Problem to work on = Which lines of the records below contain the word "Show"? Report each of them in full.

== Excerpted data

use leptos::prelude::*;
use wasm_bindgen_futures::spawn_local;

use crate::api::{use_api, ApiClient};
use crate::error::{ApiError, FormError};
use crate::models::{AuthResponse, LoginRequest, RegisterRequest};
use crate::session::{use_session, Session, StoredSession};
use crate::toast::use_toasts;

#[derive(Debug, Clone, Copy, PartialEq, Eq)]
enum Mode {
    Login,
    Register,
}

/// Username and password are always required; the display name only when
/// registering.
fn check_credentials(username: &str, password: &str, name: Option<&str>) -> Result<(), FormError> {
    let blank = |s: &str| s.trim().is_empty();
    if blank(username) || password.is_empty() || name.is_some_and(blank) {
        return Err(FormError::MissingCredentials);
    }
    Ok(())
}

#[component]
pub fn LoginPage() -> impl IntoView {
    let api = StoredValue::new(use_api());
    let session = StoredValue::new(use_session());
    let toasts = use_toasts();

    let (mode, set_mode) = signal(Mode::Login);
    let (username, set_username) = signal(String::new());
    let (password, set_password) = signal(String::new());
    let (name, set_name) = signal(String::new());
    let (is_submitting, set_is_submitting) = signal(false);

    // Runs after the auth request settles, so it only uses owned handles.
    let finish = move |api: ApiClient, session: Session, response: AuthResponse| {
        let onboarded = response.has_completed_onboarding;
        let display = response.name.clone();
        session.login(StoredSession {
            token: response.token,
            name: response.name,
        });
        toasts.success(format!("Bem-vindo, {}!", display));
        if !onboarded {
            spawn_local(async move {
                if let Err(e) = api.complete_onboarding().await {
                    tracing::warn!("onboarding completion failed: {}", e);
                }
            });
        }
    };

    let submit = move |ev: leptos::ev::SubmitEvent| {
        ev.prevent_default();
        if is_submitting.get_untracked() {
            return;
        }
        let current = mode.get_untracked();
        let username = username.get_untracked();
        let password = password.get_untracked();
        let name = name.get_untracked();
        let name_field = (current == Mode::Register).then_some(name.as_str());
        if let Err(e) = check_credentials(&username, &password, name_field) {
            toasts.form_error(&e);
            return;
        }

        set_is_submitting.set(true);
        let api = api.get_value();
        let session = session.get_value();
        spawn_local(async move {
            let result = match current {
                Mode::Login => {
                    api.login(&LoginRequest {
                        username: username.trim().to_string(),
                        password,
                    })
                    .await
                }
                Mode::Register => {
                    api.register(&RegisterRequest {
                        username: username.trim().to_string(),
                        password,
                        name: name.trim().to_string(),
                    })
                    .await
                }
            };
            match result {
                Ok(response) => finish(api, session, response),
                Err(e) => {
                    let fallback = match current {
                        Mode::Login => "Usuário ou senha inválidos",
                        Mode::Register => "Não foi possível criar a conta",
                    };
                    let message = match e {
                        ApiError::Unauthorized => fallback.to_string(),
                        other => other.user_message(fallback),
                    };
                    toasts.error(message);
                }
            }
            set_is_submitting.set(false);
        });
    };

    view! {
        <div class="page login-page">
            <div class="login-card card">
                <h1 class="login-title">"Receitas"</h1>
                <p class="page-description">"Suas receitas e listas de compras em um só lugar."</p>

                <div class="tabs">
                    <button
                        class="tab"
                        class:active=move || mode.get() == Mode::Login
                        on:click=move |_| set_mode.set(Mode::Login)
                    >
                        "Entrar"
                    </button>
                    <button
                        class="tab"
                        class:active=move || mode.get() == Mode::Register
                        on:click=move |_| set_mode.set(Mode::Register)
                    >
                        "Criar conta"
                    </button>
                </div>

                <form class="login-form" on:submit=submit>
                    <Show when=move || mode.get() == Mode::Register>
                        <div class="form-group">
                            <label for="name">"Nome"</label>
                            <input
                                id="name"
                                class="input"
                                prop:value=move || name.get()
                                on:input=move |ev| set_name.set(event_target_value(&ev))
                            />
                        </div>
                    </Show>
                    <div class="form-group">
                        <label for="username">"Usuário"</label>
                        <input
                            id="username"
                            class="input"
                            autocomplete="username"
                            prop:value=move || username.get()
                            on:input=move |ev| set_username.set(event_target_value(&ev))
                        />
                    </div>
                    <div class="form-group">
                        <label for="password">"Senha"</label>
                        <input
                            id="password"
                            type="password"
                            class="input"
                            prop:value=move || password.get()
                            on:input=move |ev| set_password.set(event_target_value(&ev))
                        />
                    </div>
                    <button type="submit" class="btn btn-primary btn-block" disabled=move || is_submitting.get()>
                        {move || match (mode.get(), is_submitting.get()) {
                            (_, true) => "Aguarde...",
                            (Mode::Login, false) => "Entrar",
                            (Mode::Register, false) => "Cadastrar",
                        }}
                    </button>
                </form>
            </div>
        </div>
    }
}

#[cfg(test)]
mod tests {
    use super::*;

    #[test]
    fn test_credentials_required() {
        assert_eq!(check_credentials("", "x", None), Err(FormError::MissingCredentials));
        assert_eq!(check_credentials("ana", "", None), Err(FormError::MissingCredentials));
        assert!(check_credentials("ana", "segredo", None).is_ok());
        assert_eq!(
            check_credentials("ana", "segredo", Some("  ")),
            Err(FormError::MissingCredentials)
        );
        assert!(check_credentials("ana", "segredo", Some("Ana")).is_ok());
    }
}
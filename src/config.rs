//! Build-time configuration.
//!
//! `RECEITAS_BACKEND_URL` and `RECEITAS_LOG` are read when the wasm bundle is
//! compiled. Without a backend URL the app talks to the origin it was served
//! from.

use leptos::prelude::*;

const BACKEND_URL_VAR: Option<&str> = option_env!("RECEITAS_BACKEND_URL");
const LOG_LEVEL_VAR: Option<&str> = option_env!("RECEITAS_LOG");
const DEFAULT_LOG_LEVEL: &str = "info";

#[derive(Debug, Clone, PartialEq, Eq)]
pub struct AppConfig {
    /// Root of the REST API, e.g. `https://host/api`. Never ends with `/`.
    pub api_base: String,
    /// `tracing` filter directive.
    pub log_level: String,
}

impl AppConfig {
    pub fn new(backend_url: &str, log_level: &str) -> Self {
        Self {
            api_base: api_base_for(backend_url),
            log_level: log_level.to_string(),
        }
    }

    /// Resolves the configuration for the running page.
    pub fn load() -> Self {
        let backend = BACKEND_URL_VAR
            .filter(|v| !v.trim().is_empty())
            .map(String::from)
            .or_else(window_origin)
            .unwrap_or_default();
        let level = LOG_LEVEL_VAR
            .filter(|v| !v.trim().is_empty())
            .unwrap_or(DEFAULT_LOG_LEVEL);
        Self::new(&backend, level)
    }

    /// Absolute URL for an API path such as `/recipes`.
    pub fn url(&self, path: &str) -> String {
        format!("{}{}", self.api_base, path)
    }
}

fn api_base_for(backend_url: &str) -> String {
    format!("{}/api", backend_url.trim().trim_end_matches('/'))
}

fn window_origin() -> Option<String> {
    web_sys::window()?.location().origin().ok()
}

pub fn use_config() -> AppConfig {
    use_context::<AppConfig>().unwrap_or_else(AppConfig::load)
}

#[cfg(test)]
mod tests {
    use super::*;

    #[test]
    fn test_api_base_strips_trailing_slash() {
        let config = AppConfig::new("https://receitas.example.com/", "debug");
        assert_eq!(config.api_base, "https://receitas.example.com/api");
        assert_eq!(
            config.url("/recipes"),
            "https://receitas.example.com/api/recipes"
        );
        assert_eq!(config.log_level, "debug");
    }

    #[test]
    fn test_empty_backend_gives_relative_api() {
        let config = AppConfig::new("", "info");
        assert_eq!(config.url("/shopping-lists"), "/api/shopping-lists");
    }
}
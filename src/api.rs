//! Typed client for the recipe backend.
//!
//! Every call goes through [`ApiClient::send`], which attaches the bearer
//! token, maps non-success statuses to [`ApiError`] and clears the session on
//! a 401. Nothing is retried.

use reqwest::{Method, RequestBuilder};
use serde::de::DeserializeOwned;
use serde::Serialize;
use tracing::{debug, warn};

use crate::config::{use_config, AppConfig};
use crate::error::ApiError;
use crate::models::{
    AddRecipeToList, AuthResponse, ImportRequest, LoginRequest, NewShoppingItem,
    NewShoppingList, Recipe, RecipePayload, RegisterRequest, ShoppingItemUpdate, ShoppingList,
};
use crate::session::{use_session, Session};

/// Sections of the home page feed.
#[derive(Debug, Clone, Copy, PartialEq, Eq)]
pub enum FeedSection {
    Favorites,
    Suggestions,
    Trending,
}

impl FeedSection {
    fn path(self) -> &'static str {
        match self {
            FeedSection::Favorites => "/home/favorites",
            FeedSection::Suggestions => "/home/suggestions",
            FeedSection::Trending => "/home/trending",
        }
    }

    /// Only AI-generated sections can be regenerated.
    fn refresh_path(self) -> Option<&'static str> {
        match self {
            FeedSection::Favorites => None,
            FeedSection::Suggestions => Some("/home/suggestions/refresh"),
            FeedSection::Trending => Some("/home/trending/refresh"),
        }
    }
}

/// `Send + Sync`; pages keep it in a `StoredValue`. A `reqwest::Client` is
/// built per request (on wasm it wraps `fetch`).
#[derive(Clone)]
pub struct ApiClient {
    config: AppConfig,
    session: Session,
}

impl ApiClient {
    pub fn new(config: AppConfig, session: Session) -> Self {
        Self { config, session }
    }

    fn request(&self, method: Method, path: &str) -> RequestBuilder {
        let builder = reqwest::Client::new().request(method, self.config.url(path));
        match self.session.token() {
            Some(token) => builder.bearer_auth(token),
            None => builder,
        }
    }

    async fn send(&self, builder: RequestBuilder) -> Result<String, ApiError> {
        let response = builder.send().await.map_err(|e| {
            warn!("Request failed: {}", e);
            ApiError::from(e)
        })?;
        let status = response.status().as_u16();
        let body = response.text().await?;
        self.check(status, body)
    }

    /// Maps a raw response to the body text or an error. A 401 ends the
    /// session before the error reaches the caller.
    pub fn check(&self, status: u16, body: String) -> Result<String, ApiError> {
        if (200..300).contains(&status) {
            return Ok(body);
        }
        let err = ApiError::from_status(status, &body);
        if err == ApiError::Unauthorized {
            self.session.expire();
        } else {
            warn!("Backend answered {}: {}", status, err);
        }
        Err(err)
    }

    async fn get<T: DeserializeOwned>(&self, path: &str) -> Result<T, ApiError> {
        debug!("GET {}", path);
        let body = self.send(self.request(Method::GET, path)).await?;
        Ok(serde_json::from_str(&body)?)
    }

    async fn post<B: Serialize, T: DeserializeOwned>(
        &self,
        path: &str,
        payload: &B,
    ) -> Result<T, ApiError> {
        debug!("POST {}", path);
        let body = self
            .send(self.request(Method::POST, path).json(payload))
            .await?;
        Ok(serde_json::from_str(&body)?)
    }

    /// POST whose response body is only a status message.
    async fn post_unit<B: Serialize>(&self, path: &str, payload: Option<&B>) -> Result<(), ApiError> {
        debug!("POST {}", path);
        let builder = self.request(Method::POST, path);
        let builder = match payload {
            Some(p) => builder.json(p),
            None => builder,
        };
        self.send(builder).await.map(|_| ())
    }

    async fn delete(&self, path: &str) -> Result<(), ApiError> {
        debug!("DELETE {}", path);
        self.send(self.request(Method::DELETE, path)).await.map(|_| ())
    }

    // -- Auth --

    pub async fn login(&self, request: &LoginRequest) -> Result<AuthResponse, ApiError> {
        self.post("/auth/login", request).await
    }

    pub async fn register(&self, request: &RegisterRequest) -> Result<AuthResponse, ApiError> {
        self.post("/auth/register", request).await
    }

    /// Seeds the account with starter content after the first login.
    pub async fn complete_onboarding(&self) -> Result<(), ApiError> {
        self.post_unit::<()>("/onboarding/complete", None).await
    }

    // -- Recipes --

    pub async fn list_recipes(&self) -> Result<Vec<Recipe>, ApiError> {
        self.get("/recipes").await
    }

    /// The backend has no single-recipe GET; the list is filtered client-side.
    pub async fn find_recipe(&self, id: &str) -> Result<Option<Recipe>, ApiError> {
        Ok(self.list_recipes().await?.into_iter().find(|r| r.id == id))
    }

    pub async fn create_recipe(&self, payload: &RecipePayload) -> Result<Recipe, ApiError> {
        self.post("/recipes", payload).await
    }

    pub async fn update_recipe(&self, id: &str, payload: &RecipePayload) -> Result<Recipe, ApiError> {
        let path = format!("/recipes/{}", id);
        debug!("PUT {}", path);
        let body = self
            .send(self.request(Method::PUT, &path).json(payload))
            .await?;
        Ok(serde_json::from_str(&body)?)
    }

    pub async fn delete_recipe(&self, id: &str) -> Result<(), ApiError> {
        self.delete(&format!("/recipes/{}", id)).await
    }

    /// Copies a suggested recipe into the user's own collection.
    pub async fn copy_recipe(&self, id: &str) -> Result<(), ApiError> {
        self.post_unit::<()>(&format!("/recipes/{}/copy", id), None).await
    }

    /// Sends free text to the backend parser and returns the parsed recipe.
    pub async fn import_recipe(&self, text: &str) -> Result<Recipe, ApiError> {
        let request = ImportRequest {
            clipboard_text: text.to_string(),
        };
        self.post("/recipes/import-from-clipboard", &request).await
    }

    pub async fn ingredient_suggestions(&self, query: &str) -> Result<Vec<String>, ApiError> {
        debug!("GET /ingredients/suggestions query={}", query);
        let builder = self
            .request(Method::GET, "/ingredients/suggestions")
            .query(&[("query", query)]);
        let body = self.send(builder).await?;
        Ok(serde_json::from_str(&body)?)
    }

    // -- Home feed --

    pub async fn feed(&self, section: FeedSection) -> Result<Vec<Recipe>, ApiError> {
        self.get(section.path()).await
    }

    /// Regenerates a feed section. Favorites cannot be regenerated and are
    /// simply refetched.
    pub async fn refresh_feed(&self, section: FeedSection) -> Result<Vec<Recipe>, ApiError> {
        match section.refresh_path() {
            Some(path) => {
                debug!("POST {}", path);
                let body = self.send(self.request(Method::POST, path)).await?;
                Ok(serde_json::from_str(&body)?)
            }
            None => self.feed(section).await,
        }
    }

    // -- Shopping lists --

    pub async fn list_shopping_lists(&self) -> Result<Vec<ShoppingList>, ApiError> {
        self.get("/shopping-lists").await
    }

    pub async fn find_shopping_list(&self, id: &str) -> Result<Option<ShoppingList>, ApiError> {
        Ok(self
            .list_shopping_lists()
            .await?
            .into_iter()
            .find(|l| l.id == id))
    }

    pub async fn create_shopping_list(&self, name: &str) -> Result<ShoppingList, ApiError> {
        let request = NewShoppingList {
            name: name.to_string(),
        };
        self.post("/shopping-lists", &request).await
    }

    pub async fn delete_shopping_list(&self, id: &str) -> Result<(), ApiError> {
        self.delete(&format!("/shopping-lists/{}", id)).await
    }

    /// Expands a recipe into list items. Scaling and merging happen server-side.
    pub async fn add_recipe_to_list(
        &self,
        list_id: &str,
        request: &AddRecipeToList,
    ) -> Result<(), ApiError> {
        self.post_unit(&format!("/shopping-lists/{}/add-recipe", list_id), Some(request))
            .await
    }

    /// Adds several recipes one call at a time, stopping at the first failure.
    pub async fn add_recipes_to_list(
        &self,
        list_id: &str,
        requests: &[AddRecipeToList],
    ) -> Result<(), ApiError> {
        for request in requests {
            self.add_recipe_to_list(list_id, request).await?;
        }
        Ok(())
    }

    /// Adds a recipe to the user's quick list. Returns `false` when the
    /// account has no quick list.
    pub async fn add_to_quick_list(&self, recipe_id: &str, portions: u32) -> Result<bool, ApiError> {
        let lists = self.list_shopping_lists().await?;
        let Some(quick) = crate::shopping::find_quick_list(&lists) else {
            warn!("No quick list found for this account");
            return Ok(false);
        };
        let request = AddRecipeToList {
            recipe_id: recipe_id.to_string(),
            portions,
        };
        self.add_recipe_to_list(&quick.id, &request).await?;
        Ok(true)
    }

    pub async fn add_item(&self, list_id: &str, item: &NewShoppingItem) -> Result<(), ApiError> {
        self.post_unit(&format!("/shopping-lists/{}/add-item", list_id), Some(item))
            .await
    }

    pub async fn update_item(
        &self,
        list_id: &str,
        item_id: &str,
        update: &ShoppingItemUpdate,
    ) -> Result<(), ApiError> {
        let path = format!("/shopping-lists/{}/items/{}", list_id, item_id);
        debug!("PUT {}", path);
        self.send(self.request(Method::PUT, &path).json(update))
            .await
            .map(|_| ())
    }

    pub async fn set_item_bought(
        &self,
        list_id: &str,
        item_id: &str,
        bought: bool,
    ) -> Result<(), ApiError> {
        let update = ShoppingItemUpdate {
            bought: Some(bought),
            ..Default::default()
        };
        self.update_item(list_id, item_id, &update).await
    }

    pub async fn delete_item(&self, list_id: &str, item_id: &str) -> Result<(), ApiError> {
        self.delete(&format!("/shopping-lists/{}/items/{}", list_id, item_id))
            .await
    }

    pub async fn clear_bought(&self, list_id: &str) -> Result<(), ApiError> {
        self.post_unit::<()>(&format!("/shopping-lists/{}/clear-bought", list_id), None)
            .await
    }
}

/// Client bound to the session and config in context.
pub fn use_api() -> ApiClient {
    ApiClient::new(use_config(), use_session())
}

#[cfg(test)]
mod tests {
    use std::sync::Arc;

    use leptos::prelude::Owner;

    use super::*;
    use crate::session::{MemoryStore, StoredSession};

    fn signed_in_client() -> (Owner, ApiClient, Session) {
        let owner = Owner::new();
        owner.set();
        let session = Session::restore(Arc::new(MemoryStore::default()));
        session.login(StoredSession {
            token: "jwt".to_string(),
            name: "Ana".to_string(),
        });
        let client = ApiClient::new(AppConfig::new("http://localhost:8001", "info"), session.clone());
        (owner, client, session)
    }

    #[test]
    fn test_success_passes_body_through() {
        let (_owner, client, session) = signed_in_client();
        let body = client.check(200, "[]".to_string()).unwrap();
        assert_eq!(body, "[]");
        assert!(session.is_authenticated());
    }

    #[test]
    fn test_unauthorized_clears_session() {
        let (_owner, client, session) = signed_in_client();
        let err = client
            .check(401, r#"{"detail": "Token inválido"}"#.to_string())
            .unwrap_err();
        assert_eq!(err, ApiError::Unauthorized);
        assert!(!session.is_authenticated());
        assert_eq!(session.token(), None);
    }

    #[test]
    fn test_rejection_keeps_session() {
        let (_owner, client, session) = signed_in_client();
        let err = client
            .check(404, r#"{"detail": "Lista não encontrada"}"#.to_string())
            .unwrap_err();
        assert_eq!(err.user_message("Erro"), "Lista não encontrada");
        assert!(session.is_authenticated());
    }

    #[test]
    fn test_feed_paths() {
        assert_eq!(FeedSection::Trending.path(), "/home/trending");
        assert_eq!(FeedSection::Favorites.refresh_path(), None);
        assert_eq!(
            FeedSection::Suggestions.refresh_path(),
            Some("/home/suggestions/refresh")
        );
    }
}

====

Task answer =
                    <Show when=move || mode.get() == Mode::Register>
                    </Show>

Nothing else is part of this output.